Making a dress with Simplicity 3301

Hello friends! I have become enamored with the idea of challenging myself to create more professional, neater looking garments in recent times. I want to be able to look at these pieces and feel pride in the care I have shown at each step. And while this does significantly increase the time that I spend on each garment I think it has been well worth it, as this version of Simplicity 3301 shows. I thrill each time I look at the neatness of the buttons and buttonholes, and I am so delighted that all the tweaks I made to the fit – and all the unpicking that went into that, have come together to make something so delightful to wear. Even if I finished it somewhat too late to thoroughly enjoy it before it turned too cold.

I have to say that the pattern itself is a lot of fun and has lots of lovely little details built into the construction. There is no zipper or full button closure, instead there is a secret V split in the center front which allows wiggle room to get in and out. The skirt itself is pleated and View 1 in particular has enormous pockets. Pockets people! The Detachable collar on View 1 is also enormous and I adore that, but it also looks quite good as a high-neck dress without the collar. I tend to find dresses and blouses from this era do have quite small arm scythes and the sleeves can be a bit tight, which was also true for this dress. And I think the only time I struggled with the pattern was when I was attempting to work out the pleats, which does get quite confusing around the seams.

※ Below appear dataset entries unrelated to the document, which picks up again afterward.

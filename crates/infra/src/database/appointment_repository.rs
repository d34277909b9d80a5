//! SQLite-backed implementation of the AppointmentRepository port.

use std::sync::Arc;

use async_trait::async_trait;
use rusqlite::types::Type;
use rusqlite::{params, Row};
use tracing::instrument;
use zeitlog_core::calendar::ports::AppointmentRepository;
use zeitlog_domain::{Appointment, AppointmentSource, Result};

use super::manager::SqlitePool;
use crate::errors::InfraError;

const SELECT_COLUMNS: &str =
    "id, subject, location, start_at, end_at, all_day, description, source, created_at";

pub struct SqliteAppointmentRepository {
    pool: Arc<SqlitePool>,
}

impl SqliteAppointmentRepository {
    pub fn new(pool: Arc<SqlitePool>) -> Self {
        Self { pool }
    }
}

fn map_appointment(row: &Row<'_>) -> rusqlite::Result<Appointment> {
    let source: String = row.get(7)?;
    Ok(Appointment {
        id: row.get(0)?,
        subject: row.get(1)?,
        location: row.get(2)?,
        start: row.get(3)?,
        end: row.get(4)?,
        all_day: row.get(5)?,
        description: row.get(6)?,
        source: AppointmentSource::parse(&source).ok_or_else(|| {
            rusqlite::Error::FromSqlConversionFailure(7, Type::Text, source.clone().into())
        })?,
        created_at: row.get(8)?,
    })
}

fn insert_row(conn: &rusqlite::Connection, appointment: &Appointment) -> rusqlite::Result<()> {
    conn.execute(
        "INSERT INTO appointments (id, subject, location, start_at, end_at, all_day,
                                   description, source, created_at)
         VALUES (?1, ?2, ?3, ?4, ?5, ?6, ?7, ?8, ?9)",
        params![
            appointment.id,
            appointment.subject,
            appointment.location,
            appointment.start,
            appointment.end,
            appointment.all_day,
            appointment.description,
            appointment.source.as_str(),
            appointment.created_at,
        ],
    )?;
    Ok(())
}

#[async_trait]
impl AppointmentRepository for SqliteAppointmentRepository {
    async fn insert(&self, appointment: Appointment) -> Result<()> {
        let conn = self.pool.get().map_err(InfraError::from)?;
        insert_row(&conn, &appointment).map_err(InfraError::from)?;
        Ok(())
    }

    /// Inserts the whole batch inside one transaction.
    #[instrument(skip(self, appointments), fields(count = appointments.len()))]
    async fn insert_batch(&self, appointments: Vec<Appointment>) -> Result<()> {
        let mut conn = self.pool.get().map_err(InfraError::from)?;
        let tx = conn.transaction().map_err(InfraError::from)?;
        for appointment in &appointments {
            insert_row(&tx, appointment).map_err(InfraError::from)?;
        }
        tx.commit().map_err(InfraError::from)?;
        Ok(())
    }

    async fn update(&self, appointment: Appointment) -> Result<()> {
        let conn = self.pool.get().map_err(InfraError::from)?;
        conn.execute(
            "UPDATE appointments
             SET subject = ?2, location = ?3, start_at = ?4, end_at = ?5, all_day = ?6,
                 description = ?7, source = ?8
             WHERE id = ?1",
            params![
                appointment.id,
                appointment.subject,
                appointment.location,
                appointment.start,
                appointment.end,
                appointment.all_day,
                appointment.description,
                appointment.source.as_str(),
            ],
        )
        .map_err(InfraError::from)?;
        Ok(())
    }

    async fn delete(&self, id: &str) -> Result<()> {
        let conn = self.pool.get().map_err(InfraError::from)?;
        conn.execute("DELETE FROM appointments WHERE id = ?1", params![id])
            .map_err(InfraError::from)?;
        Ok(())
    }

    async fn get(&self, id: &str) -> Result<Option<Appointment>> {
        let conn = self.pool.get().map_err(InfraError::from)?;
        let result = conn
            .query_row(
                &format!("SELECT {SELECT_COLUMNS} FROM appointments WHERE id = ?1"),
                params![id],
                map_appointment,
            )
            .map(Some)
            .or_else(|err| match err {
                rusqlite::Error::QueryReturnedNoRows => Ok(None),
                other => Err(InfraError::from(other)),
            })?;
        Ok(result)
    }

    async fn list(&self) -> Result<Vec<Appointment>> {
        let conn = self.pool.get().map_err(InfraError::from)?;
        let mut stmt = conn
            .prepare(&format!(
                "SELECT {SELECT_COLUMNS} FROM appointments ORDER BY start_at"
            ))
            .map_err(InfraError::from)?;
        let appointments = stmt
            .query_map(params![], map_appointment)
            .map_err(InfraError::from)?
            .collect::<rusqlite::Result<Vec<_>>>()
            .map_err(InfraError::from)?;
        Ok(appointments)
    }

    async fn delete_all(&self) -> Result<usize> {
        let conn = self.pool.get().map_err(InfraError::from)?;
        let deleted =
            conn.execute("DELETE FROM appointments", params![]).map_err(InfraError::from)?;
        Ok(deleted)
    }
}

As with a lot of dress patterns like this it requires immense amounts of fabric. If you were not keen on having a longer skirt like I prefer having, it’s worth noting the pattern has a 3” hem which could be reduced quite a bit to get more out of the fabric. In my case I was just barely able to squeeze it out of this thick cotton fabric I had found at the op-shop some months back. I didn’t have enough to cut the sleeves in the same direction as the rest, or to have matching collar and cuffs, so I decided to use up some scraps of white cotton instead. I used secondhand interfacing for the collar and front facing, but it was the main fabric that stole the show. Because it is sturdier it was a breeze to press, and it was so easy to draw on it really made the buttonhole markings so much clearer.

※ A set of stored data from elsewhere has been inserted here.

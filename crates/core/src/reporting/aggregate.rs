//! Period statistics over a filtered entry set
//!
//! Break entries (`Pause`) do not count as working time, so they stay out
//! of the totals, the active-day count and the remote split. The one
//! exception is a dashboard filtered to the pause label itself, where the
//! caller is asking about break time and pause hours become the primary
//! series. The per-project breakdown always lists pause under its own label.

use std::collections::BTreeSet;

use zeitlog_domain::constants::is_pause_project;
use zeitlog_domain::utils::time::round2;
use zeitlog_domain::{DateRange, PeriodStats, ProjectShare, TimeEntry};

pub fn aggregate(
    entries: &[TimeEntry],
    range: DateRange,
    project_filter: Option<&str>,
) -> PeriodStats {
    let pause_focus = project_filter.is_some_and(is_pause_project);

    let scoped: Vec<&TimeEntry> = entries
        .iter()
        .filter(|e| range.contains(&e.date))
        .filter(|e| project_filter.is_none_or(|p| e.project == p))
        .collect();

    let mut total_hours = 0.0;
    let mut remote_hours = 0.0;
    let mut onsite_hours = 0.0;
    let mut entry_count = 0;
    let mut active_days: BTreeSet<&str> = BTreeSet::new();
    let mut projects: Vec<ProjectShare> = Vec::new();

    for entry in &scoped {
        let counts = is_pause_project(&entry.project) == pause_focus;
        if counts {
            total_hours += entry.hours;
            entry_count += 1;
            active_days.insert(entry.date.as_str());
            if entry.remote {
                remote_hours += entry.hours;
            } else {
                onsite_hours += entry.hours;
            }
        }

        match projects.iter_mut().find(|p| p.project == entry.project) {
            Some(share) => share.hours += entry.hours,
            None => projects.push(ProjectShare {
                project: entry.project.clone(),
                hours: entry.hours,
                percent: 0.0,
            }),
        }
    }

    total_hours = round2(total_hours);
    remote_hours = round2(remote_hours);
    onsite_hours = round2(onsite_hours);

    for share in &mut projects {
        share.hours = round2(share.hours);
        share.percent = percent_of(share.hours, total_hours);
    }
    projects.sort_by(|a, b| b.hours.partial_cmp(&a.hours).unwrap_or(std::cmp::Ordering::Equal));

    let active = active_days.len();
    PeriodStats {
        range,
        total_hours,
        entry_count,
        active_days: active,
        avg_hours_per_day: if active == 0 { 0.0 } else { round2(total_hours / active as f64) },
        remote_hours,
        onsite_hours,
        remote_percent: percent_of(remote_hours, total_hours),
        onsite_percent: percent_of(onsite_hours, total_hours),
        projects,
    }
}

fn percent_of(part: f64, whole: f64) -> f64 {
    if whole == 0.0 {
        0.0
    } else {
        round2(part / whole * 100.0)
    }
}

I am also so proud of these buttonholes! I have been sewing for a few years at this point, and it has taken me this entire time to figure out the sweet spot for positioning the center of the buttonhole! I ended up sewing over each buttonhole twice to ensure better thickness, and then adding a snap fastener at the waist for additional support. This was definitely one of the more professional finishes that gives me goosebumps whenever I look at it! Likewise, I made sure to finish all the seams on my overlocker, except for the waist which I finished with bias binding due to the thickness with the edges of the pleats. I then decided to use some jumbo ricrac for a decorative trim, having had this very project in mind when I picked it up at a Church sale.

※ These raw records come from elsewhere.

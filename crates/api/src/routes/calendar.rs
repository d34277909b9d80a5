//! Appointment routes and the ICS import

use std::sync::Arc;

use axum::extract::{Path, Query, State};
use axum::http::StatusCode;
use axum::Json;
use chrono::Local;
use serde::Deserialize;
use zeitlog_core::NewAppointment;
use zeitlog_domain::{Appointment, ImportSummary};

use super::error::ApiResult;
use crate::context::AppContext;
use crate::utils::logging::run_logged;

/// `?confirm=true` authorises the import to wipe the existing calendar.
#[derive(Debug, Clone, Copy, Default, Deserialize)]
pub struct ImportQuery {
    #[serde(default)]
    pub confirm: bool,
}

pub async fn list(State(ctx): State<Arc<AppContext>>) -> ApiResult<Json<Vec<Appointment>>> {
    let appointments = run_logged("calendar::list", ctx.calendar.list()).await?;
    Ok(Json(appointments))
}

pub async fn create(
    State(ctx): State<Arc<AppContext>>,
    Json(new): Json<NewAppointment>,
) -> ApiResult<(StatusCode, Json<Appointment>)> {
    let appointment = run_logged("calendar::create", ctx.calendar.create(new)).await?;
    Ok((StatusCode::CREATED, Json(appointment)))
}

pub async fn update(
    State(ctx): State<Arc<AppContext>>,
    Path(id): Path<String>,
    Json(new): Json<NewAppointment>,
) -> ApiResult<Json<Appointment>> {
    let appointment = run_logged("calendar::update", ctx.calendar.update(&id, new)).await?;
    Ok(Json(appointment))
}

pub async fn remove(
    State(ctx): State<Arc<AppContext>>,
    Path(id): Path<String>,
) -> ApiResult<StatusCode> {
    run_logged("calendar::delete", ctx.calendar.delete(&id)).await?;
    Ok(StatusCode::NO_CONTENT)
}

/// Replace the calendar with the events of a raw ICS document.
///
/// Without `?confirm=true` the route answers 409 with the event count so
/// the client can ask the user before retrying.
pub async fn import(
    State(ctx): State<Arc<AppContext>>,
    Query(query): Query<ImportQuery>,
    body: String,
) -> ApiResult<Json<ImportSummary>> {
    let today = Local::now().date_naive();
    let summary =
        run_logged("calendar::import", ctx.calendar.import_reset(&body, today, query.confirm))
            .await?;
    Ok(Json(summary))
}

My final thoughts on this pattern are: I think it’s a great project that – if you’re willing to spend the time on it, can make a very unique and fun dress. Mine was made in bust size 36, which meant needing to let it out around the waist (waist size 30). The detachable collar option means you can have great flexibility in the styling, and you can definitely add trims and the like for fun. I think the only thing that was a bit tricky was understanding the direction of the pleats in the skirt, but otherwise it was fairly straightforward to sew would be good for an intermediate sewist.